> DESCRIPTION OF THE TASK
Go over the listing that follows and work out how many lines have the string "Reopening"; reply with the number by itself.

> EXERCISE MATERIALS
((

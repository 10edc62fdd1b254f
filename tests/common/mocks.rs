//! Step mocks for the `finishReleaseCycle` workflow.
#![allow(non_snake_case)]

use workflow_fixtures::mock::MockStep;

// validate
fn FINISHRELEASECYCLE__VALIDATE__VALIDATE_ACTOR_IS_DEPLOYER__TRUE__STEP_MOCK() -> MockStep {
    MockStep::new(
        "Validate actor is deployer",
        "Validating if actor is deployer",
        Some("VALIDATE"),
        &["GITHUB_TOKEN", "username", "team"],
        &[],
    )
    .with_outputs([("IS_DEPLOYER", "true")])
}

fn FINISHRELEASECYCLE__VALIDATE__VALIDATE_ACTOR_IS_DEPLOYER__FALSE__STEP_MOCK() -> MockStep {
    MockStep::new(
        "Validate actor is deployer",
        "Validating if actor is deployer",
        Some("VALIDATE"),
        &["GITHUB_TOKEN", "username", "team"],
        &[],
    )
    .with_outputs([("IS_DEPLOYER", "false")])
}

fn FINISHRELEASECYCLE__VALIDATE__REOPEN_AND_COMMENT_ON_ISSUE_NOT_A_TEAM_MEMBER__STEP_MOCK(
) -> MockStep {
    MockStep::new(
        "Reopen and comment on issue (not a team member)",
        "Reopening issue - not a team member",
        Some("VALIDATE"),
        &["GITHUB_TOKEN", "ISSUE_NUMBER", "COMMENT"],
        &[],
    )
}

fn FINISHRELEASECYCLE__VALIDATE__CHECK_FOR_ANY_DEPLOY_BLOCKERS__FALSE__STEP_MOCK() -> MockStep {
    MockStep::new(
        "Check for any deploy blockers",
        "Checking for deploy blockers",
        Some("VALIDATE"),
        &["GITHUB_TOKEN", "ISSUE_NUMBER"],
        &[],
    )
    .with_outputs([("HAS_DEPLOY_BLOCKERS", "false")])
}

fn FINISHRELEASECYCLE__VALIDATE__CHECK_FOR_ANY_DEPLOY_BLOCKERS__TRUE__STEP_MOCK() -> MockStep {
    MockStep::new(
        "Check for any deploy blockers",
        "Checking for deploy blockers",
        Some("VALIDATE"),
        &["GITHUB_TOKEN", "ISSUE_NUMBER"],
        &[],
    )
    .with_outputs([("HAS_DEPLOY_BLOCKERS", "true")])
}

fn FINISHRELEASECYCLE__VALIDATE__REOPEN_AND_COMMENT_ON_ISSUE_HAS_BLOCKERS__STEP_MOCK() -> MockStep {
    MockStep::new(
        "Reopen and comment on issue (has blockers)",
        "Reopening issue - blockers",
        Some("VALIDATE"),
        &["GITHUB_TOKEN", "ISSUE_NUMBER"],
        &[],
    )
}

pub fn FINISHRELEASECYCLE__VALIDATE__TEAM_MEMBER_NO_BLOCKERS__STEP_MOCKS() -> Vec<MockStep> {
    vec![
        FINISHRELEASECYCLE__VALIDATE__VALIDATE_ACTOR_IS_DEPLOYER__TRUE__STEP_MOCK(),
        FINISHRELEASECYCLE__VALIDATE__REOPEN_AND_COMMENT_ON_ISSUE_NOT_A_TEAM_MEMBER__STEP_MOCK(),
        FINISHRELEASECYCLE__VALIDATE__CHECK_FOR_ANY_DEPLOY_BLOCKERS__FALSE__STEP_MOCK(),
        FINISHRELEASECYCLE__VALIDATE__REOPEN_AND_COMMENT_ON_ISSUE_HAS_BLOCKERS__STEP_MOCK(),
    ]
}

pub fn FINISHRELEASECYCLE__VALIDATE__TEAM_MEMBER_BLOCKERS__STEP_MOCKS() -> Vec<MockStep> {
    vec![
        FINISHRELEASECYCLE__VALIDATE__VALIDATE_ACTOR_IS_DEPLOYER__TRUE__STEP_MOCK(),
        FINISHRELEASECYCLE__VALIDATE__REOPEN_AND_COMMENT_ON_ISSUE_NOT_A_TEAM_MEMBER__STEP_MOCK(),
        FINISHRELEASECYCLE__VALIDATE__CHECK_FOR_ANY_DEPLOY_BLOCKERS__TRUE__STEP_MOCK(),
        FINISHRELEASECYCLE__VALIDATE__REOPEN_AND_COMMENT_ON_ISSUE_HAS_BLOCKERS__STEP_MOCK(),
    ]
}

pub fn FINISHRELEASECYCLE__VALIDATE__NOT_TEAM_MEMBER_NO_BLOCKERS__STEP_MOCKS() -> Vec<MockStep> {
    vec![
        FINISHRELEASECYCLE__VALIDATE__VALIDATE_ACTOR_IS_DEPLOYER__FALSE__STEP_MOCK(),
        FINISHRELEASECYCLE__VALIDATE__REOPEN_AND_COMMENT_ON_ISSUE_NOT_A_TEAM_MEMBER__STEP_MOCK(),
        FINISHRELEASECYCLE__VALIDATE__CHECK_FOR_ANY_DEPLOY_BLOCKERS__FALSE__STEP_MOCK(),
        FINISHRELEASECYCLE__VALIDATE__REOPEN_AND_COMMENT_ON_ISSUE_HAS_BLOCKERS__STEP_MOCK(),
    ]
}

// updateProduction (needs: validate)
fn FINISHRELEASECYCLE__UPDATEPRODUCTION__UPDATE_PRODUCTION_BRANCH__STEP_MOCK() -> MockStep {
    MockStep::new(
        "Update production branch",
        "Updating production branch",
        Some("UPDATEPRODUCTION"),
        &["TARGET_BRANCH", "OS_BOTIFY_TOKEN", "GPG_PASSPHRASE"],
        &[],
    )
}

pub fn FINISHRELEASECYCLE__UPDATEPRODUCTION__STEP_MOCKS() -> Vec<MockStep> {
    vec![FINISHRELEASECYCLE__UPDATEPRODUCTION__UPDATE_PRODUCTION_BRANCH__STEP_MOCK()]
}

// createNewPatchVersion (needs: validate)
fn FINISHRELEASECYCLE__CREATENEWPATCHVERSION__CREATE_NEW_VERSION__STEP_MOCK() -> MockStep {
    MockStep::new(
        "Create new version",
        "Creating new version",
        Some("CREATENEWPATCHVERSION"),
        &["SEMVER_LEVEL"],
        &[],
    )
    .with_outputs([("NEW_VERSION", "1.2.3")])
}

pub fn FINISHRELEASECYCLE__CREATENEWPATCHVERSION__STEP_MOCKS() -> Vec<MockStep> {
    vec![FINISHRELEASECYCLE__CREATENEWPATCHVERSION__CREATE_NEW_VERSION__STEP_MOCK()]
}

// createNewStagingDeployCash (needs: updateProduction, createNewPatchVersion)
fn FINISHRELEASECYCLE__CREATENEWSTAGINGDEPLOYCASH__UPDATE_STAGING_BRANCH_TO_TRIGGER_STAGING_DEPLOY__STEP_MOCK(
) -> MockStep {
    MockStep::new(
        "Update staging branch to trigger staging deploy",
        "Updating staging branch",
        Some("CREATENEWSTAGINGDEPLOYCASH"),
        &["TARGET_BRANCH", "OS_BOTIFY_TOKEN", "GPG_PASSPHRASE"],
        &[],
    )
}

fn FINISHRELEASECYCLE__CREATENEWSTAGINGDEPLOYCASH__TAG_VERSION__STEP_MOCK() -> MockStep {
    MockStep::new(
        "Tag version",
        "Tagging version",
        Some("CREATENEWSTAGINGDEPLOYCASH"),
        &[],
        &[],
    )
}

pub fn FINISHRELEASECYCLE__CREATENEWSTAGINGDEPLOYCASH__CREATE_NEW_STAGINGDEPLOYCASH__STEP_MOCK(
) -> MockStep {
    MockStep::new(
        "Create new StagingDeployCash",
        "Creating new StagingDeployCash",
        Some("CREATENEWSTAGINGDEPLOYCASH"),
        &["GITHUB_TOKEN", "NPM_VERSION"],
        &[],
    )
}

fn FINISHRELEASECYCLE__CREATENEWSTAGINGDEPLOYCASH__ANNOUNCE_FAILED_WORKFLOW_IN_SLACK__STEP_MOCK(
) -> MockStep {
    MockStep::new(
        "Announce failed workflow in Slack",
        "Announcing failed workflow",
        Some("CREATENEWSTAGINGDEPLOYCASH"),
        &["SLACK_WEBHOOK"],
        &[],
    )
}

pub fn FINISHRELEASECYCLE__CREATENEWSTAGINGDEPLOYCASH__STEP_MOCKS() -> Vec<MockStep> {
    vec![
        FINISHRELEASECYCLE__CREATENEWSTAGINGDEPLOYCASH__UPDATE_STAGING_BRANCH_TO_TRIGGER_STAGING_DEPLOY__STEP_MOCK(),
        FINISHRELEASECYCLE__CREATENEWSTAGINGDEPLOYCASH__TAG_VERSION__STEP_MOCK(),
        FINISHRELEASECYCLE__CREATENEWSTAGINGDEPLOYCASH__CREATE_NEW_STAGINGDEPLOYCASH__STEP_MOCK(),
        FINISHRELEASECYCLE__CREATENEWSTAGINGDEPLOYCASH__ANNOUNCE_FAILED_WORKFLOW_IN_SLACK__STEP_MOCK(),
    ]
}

))

> EXERCISE SOLUTION
2